The word "norm" occurs in some lines of the listing. Copy those lines.

================

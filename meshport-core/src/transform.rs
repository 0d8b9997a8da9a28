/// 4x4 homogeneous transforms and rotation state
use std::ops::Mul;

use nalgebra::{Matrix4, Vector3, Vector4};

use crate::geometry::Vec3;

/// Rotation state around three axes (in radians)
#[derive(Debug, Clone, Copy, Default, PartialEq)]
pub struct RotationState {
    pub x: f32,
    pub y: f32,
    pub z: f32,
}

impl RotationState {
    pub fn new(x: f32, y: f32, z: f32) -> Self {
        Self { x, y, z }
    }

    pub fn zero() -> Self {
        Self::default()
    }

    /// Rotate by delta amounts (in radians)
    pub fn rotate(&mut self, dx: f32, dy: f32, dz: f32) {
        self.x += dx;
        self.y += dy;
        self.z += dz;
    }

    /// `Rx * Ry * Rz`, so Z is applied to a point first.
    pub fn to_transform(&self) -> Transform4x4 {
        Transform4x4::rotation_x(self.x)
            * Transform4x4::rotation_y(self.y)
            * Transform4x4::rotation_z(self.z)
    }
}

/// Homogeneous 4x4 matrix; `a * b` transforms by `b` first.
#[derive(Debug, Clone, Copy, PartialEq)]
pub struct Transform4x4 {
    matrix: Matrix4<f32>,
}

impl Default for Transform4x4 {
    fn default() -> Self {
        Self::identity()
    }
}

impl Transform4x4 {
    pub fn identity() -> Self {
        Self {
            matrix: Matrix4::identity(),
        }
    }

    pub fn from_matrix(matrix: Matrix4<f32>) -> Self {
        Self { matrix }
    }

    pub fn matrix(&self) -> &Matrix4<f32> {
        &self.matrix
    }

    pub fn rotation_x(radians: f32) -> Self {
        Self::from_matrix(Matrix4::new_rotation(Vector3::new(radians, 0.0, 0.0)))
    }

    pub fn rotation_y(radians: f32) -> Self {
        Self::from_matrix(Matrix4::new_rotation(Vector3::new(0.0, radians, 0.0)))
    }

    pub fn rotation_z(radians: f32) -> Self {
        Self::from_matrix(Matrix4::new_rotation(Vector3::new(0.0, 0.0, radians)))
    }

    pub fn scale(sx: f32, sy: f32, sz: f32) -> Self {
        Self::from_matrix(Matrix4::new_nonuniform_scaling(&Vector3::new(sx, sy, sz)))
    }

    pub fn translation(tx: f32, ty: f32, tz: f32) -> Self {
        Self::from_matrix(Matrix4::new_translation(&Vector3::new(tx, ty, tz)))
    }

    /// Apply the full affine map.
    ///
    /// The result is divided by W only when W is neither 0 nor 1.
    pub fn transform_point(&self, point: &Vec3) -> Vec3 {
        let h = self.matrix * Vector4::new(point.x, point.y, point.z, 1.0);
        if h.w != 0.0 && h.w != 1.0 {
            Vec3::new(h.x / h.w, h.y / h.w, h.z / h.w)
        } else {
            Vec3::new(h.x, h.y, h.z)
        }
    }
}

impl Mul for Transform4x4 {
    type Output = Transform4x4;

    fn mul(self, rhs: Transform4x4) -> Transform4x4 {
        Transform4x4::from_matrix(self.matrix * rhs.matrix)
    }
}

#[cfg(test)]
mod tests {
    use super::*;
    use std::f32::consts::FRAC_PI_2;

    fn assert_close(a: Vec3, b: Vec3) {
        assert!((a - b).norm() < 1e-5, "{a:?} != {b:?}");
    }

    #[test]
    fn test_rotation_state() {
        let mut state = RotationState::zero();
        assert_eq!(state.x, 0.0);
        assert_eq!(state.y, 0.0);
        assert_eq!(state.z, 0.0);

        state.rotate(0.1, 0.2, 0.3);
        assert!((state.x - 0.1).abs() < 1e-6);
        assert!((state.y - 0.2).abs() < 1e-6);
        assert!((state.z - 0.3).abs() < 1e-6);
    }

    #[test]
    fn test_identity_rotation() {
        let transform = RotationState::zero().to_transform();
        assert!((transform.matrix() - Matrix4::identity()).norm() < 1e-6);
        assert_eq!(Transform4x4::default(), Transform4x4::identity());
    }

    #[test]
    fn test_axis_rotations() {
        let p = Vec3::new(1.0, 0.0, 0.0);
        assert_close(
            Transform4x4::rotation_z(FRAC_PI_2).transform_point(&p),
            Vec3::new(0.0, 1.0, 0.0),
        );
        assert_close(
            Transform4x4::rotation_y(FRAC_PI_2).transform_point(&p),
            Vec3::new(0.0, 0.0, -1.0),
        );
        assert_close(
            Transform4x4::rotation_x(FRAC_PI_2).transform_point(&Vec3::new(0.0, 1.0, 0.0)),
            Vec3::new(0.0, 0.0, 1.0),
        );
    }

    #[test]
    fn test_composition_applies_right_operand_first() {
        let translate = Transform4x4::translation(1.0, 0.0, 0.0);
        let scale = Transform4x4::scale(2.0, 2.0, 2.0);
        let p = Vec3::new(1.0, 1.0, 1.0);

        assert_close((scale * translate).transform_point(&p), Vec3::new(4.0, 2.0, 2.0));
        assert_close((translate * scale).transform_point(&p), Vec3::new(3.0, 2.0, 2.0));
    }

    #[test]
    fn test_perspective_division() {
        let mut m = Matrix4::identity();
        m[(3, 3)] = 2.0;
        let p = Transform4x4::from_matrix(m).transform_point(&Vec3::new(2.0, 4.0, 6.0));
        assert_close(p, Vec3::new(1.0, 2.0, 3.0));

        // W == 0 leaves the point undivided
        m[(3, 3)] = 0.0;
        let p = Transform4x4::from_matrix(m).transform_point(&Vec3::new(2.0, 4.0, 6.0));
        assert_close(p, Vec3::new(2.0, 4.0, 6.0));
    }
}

================

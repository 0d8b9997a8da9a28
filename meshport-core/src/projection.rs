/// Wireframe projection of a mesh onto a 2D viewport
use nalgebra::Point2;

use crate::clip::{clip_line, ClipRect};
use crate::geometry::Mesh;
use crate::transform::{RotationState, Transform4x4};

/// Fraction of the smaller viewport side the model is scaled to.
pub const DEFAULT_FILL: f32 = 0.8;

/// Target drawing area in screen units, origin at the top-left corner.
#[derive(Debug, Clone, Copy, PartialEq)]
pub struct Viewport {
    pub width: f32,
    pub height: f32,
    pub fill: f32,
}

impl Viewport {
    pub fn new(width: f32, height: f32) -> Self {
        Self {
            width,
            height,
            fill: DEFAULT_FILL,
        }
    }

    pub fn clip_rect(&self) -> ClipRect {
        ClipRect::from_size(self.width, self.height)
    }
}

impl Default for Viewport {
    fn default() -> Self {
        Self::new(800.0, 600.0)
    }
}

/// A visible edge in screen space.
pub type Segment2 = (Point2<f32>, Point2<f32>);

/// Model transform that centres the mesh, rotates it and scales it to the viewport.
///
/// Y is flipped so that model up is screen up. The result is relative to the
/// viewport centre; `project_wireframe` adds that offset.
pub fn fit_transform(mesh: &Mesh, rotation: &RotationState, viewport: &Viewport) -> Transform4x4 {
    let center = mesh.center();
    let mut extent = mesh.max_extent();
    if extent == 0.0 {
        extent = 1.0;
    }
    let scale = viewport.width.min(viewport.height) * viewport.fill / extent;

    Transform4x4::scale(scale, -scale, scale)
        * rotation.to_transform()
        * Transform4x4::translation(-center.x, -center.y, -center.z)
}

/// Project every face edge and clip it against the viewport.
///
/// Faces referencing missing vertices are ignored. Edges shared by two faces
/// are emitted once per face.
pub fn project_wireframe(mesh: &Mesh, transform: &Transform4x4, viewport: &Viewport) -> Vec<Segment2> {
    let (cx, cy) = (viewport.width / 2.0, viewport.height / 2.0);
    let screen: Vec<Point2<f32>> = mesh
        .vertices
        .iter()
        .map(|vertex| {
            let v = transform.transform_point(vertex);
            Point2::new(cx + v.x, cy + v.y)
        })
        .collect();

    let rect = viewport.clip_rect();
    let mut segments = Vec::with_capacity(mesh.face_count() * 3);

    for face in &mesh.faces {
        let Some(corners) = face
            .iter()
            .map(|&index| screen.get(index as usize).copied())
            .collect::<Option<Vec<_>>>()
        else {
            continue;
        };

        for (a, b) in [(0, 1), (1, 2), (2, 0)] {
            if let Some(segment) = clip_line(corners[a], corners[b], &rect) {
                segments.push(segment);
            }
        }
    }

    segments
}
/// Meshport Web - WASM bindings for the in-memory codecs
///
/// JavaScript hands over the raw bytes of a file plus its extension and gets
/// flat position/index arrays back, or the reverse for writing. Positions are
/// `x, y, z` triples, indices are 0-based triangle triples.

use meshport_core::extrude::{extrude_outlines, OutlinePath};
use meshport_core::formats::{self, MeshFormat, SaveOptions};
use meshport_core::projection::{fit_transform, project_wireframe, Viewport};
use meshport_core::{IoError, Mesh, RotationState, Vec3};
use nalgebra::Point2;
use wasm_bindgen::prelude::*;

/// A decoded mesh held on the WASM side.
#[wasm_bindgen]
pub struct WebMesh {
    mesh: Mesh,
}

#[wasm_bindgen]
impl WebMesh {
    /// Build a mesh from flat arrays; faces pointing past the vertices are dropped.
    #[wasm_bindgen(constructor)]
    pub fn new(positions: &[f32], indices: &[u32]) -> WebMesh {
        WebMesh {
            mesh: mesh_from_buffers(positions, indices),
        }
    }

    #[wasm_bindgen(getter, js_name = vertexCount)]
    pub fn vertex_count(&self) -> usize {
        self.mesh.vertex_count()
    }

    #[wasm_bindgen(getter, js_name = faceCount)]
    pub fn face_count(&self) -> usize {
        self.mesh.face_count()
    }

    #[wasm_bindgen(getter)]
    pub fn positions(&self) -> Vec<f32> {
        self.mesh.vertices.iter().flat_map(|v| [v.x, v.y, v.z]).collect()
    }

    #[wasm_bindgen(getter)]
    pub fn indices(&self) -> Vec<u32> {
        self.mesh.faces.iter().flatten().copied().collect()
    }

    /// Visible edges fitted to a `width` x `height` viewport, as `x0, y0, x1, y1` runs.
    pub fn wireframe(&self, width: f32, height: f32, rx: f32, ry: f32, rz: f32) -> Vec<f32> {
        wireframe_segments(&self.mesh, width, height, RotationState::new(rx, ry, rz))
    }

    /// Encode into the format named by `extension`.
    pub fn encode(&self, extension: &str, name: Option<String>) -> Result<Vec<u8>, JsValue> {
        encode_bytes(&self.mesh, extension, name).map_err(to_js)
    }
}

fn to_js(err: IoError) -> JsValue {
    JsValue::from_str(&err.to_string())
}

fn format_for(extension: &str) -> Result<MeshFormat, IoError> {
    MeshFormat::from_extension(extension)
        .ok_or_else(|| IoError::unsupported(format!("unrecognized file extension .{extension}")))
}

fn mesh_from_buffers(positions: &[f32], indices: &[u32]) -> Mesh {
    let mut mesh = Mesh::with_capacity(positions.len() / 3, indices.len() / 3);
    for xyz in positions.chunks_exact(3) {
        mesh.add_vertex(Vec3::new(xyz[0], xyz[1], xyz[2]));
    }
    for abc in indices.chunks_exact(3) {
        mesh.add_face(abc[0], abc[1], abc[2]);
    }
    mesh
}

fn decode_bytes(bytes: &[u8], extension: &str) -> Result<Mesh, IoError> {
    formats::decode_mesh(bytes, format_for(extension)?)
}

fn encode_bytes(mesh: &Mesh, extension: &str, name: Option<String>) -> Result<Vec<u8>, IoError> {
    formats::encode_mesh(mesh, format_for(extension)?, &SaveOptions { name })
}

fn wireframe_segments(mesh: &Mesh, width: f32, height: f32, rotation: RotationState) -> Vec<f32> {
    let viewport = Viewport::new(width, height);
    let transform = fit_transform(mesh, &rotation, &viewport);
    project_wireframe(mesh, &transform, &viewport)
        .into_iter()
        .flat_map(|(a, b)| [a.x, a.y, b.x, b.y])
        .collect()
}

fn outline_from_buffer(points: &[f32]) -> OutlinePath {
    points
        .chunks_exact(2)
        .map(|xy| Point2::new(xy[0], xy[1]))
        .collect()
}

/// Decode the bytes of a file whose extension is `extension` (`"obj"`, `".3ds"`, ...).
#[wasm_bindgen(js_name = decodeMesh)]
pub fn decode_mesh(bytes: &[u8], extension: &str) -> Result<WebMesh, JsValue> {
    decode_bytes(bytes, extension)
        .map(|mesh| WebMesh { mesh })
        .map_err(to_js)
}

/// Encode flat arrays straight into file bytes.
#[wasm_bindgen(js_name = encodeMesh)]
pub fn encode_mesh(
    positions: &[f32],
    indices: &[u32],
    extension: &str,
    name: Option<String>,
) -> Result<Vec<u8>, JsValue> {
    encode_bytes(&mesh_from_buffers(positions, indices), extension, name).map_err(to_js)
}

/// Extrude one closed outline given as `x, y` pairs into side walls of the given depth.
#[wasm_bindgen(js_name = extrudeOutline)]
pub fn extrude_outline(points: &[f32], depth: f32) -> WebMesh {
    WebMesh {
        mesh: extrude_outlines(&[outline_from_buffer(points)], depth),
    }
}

================

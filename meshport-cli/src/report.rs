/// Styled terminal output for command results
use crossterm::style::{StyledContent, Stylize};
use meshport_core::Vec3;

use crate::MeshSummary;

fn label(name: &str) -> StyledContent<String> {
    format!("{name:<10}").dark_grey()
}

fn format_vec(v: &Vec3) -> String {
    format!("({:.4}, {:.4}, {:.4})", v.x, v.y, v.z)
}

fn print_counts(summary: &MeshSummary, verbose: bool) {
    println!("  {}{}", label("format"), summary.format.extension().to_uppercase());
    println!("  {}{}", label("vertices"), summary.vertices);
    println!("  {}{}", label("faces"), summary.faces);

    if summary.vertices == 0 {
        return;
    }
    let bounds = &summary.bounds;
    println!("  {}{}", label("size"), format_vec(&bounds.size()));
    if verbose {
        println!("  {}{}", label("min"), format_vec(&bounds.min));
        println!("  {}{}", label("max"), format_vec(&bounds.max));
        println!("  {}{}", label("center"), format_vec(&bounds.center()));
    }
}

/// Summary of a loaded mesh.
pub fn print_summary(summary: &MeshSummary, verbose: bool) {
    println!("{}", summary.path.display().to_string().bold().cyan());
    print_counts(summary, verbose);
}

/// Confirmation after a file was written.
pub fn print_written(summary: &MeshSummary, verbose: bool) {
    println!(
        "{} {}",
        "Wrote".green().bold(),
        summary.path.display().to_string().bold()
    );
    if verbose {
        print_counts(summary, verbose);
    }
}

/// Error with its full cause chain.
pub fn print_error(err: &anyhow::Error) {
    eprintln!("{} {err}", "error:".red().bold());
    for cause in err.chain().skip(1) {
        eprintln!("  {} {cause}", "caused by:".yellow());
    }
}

================

- Output of the task
        assert!((a - b).norm() < 1e-5, "{a:?} != {b:?}");
        assert!((transform.matrix() - Matrix4::identity()).norm() < 1e-6);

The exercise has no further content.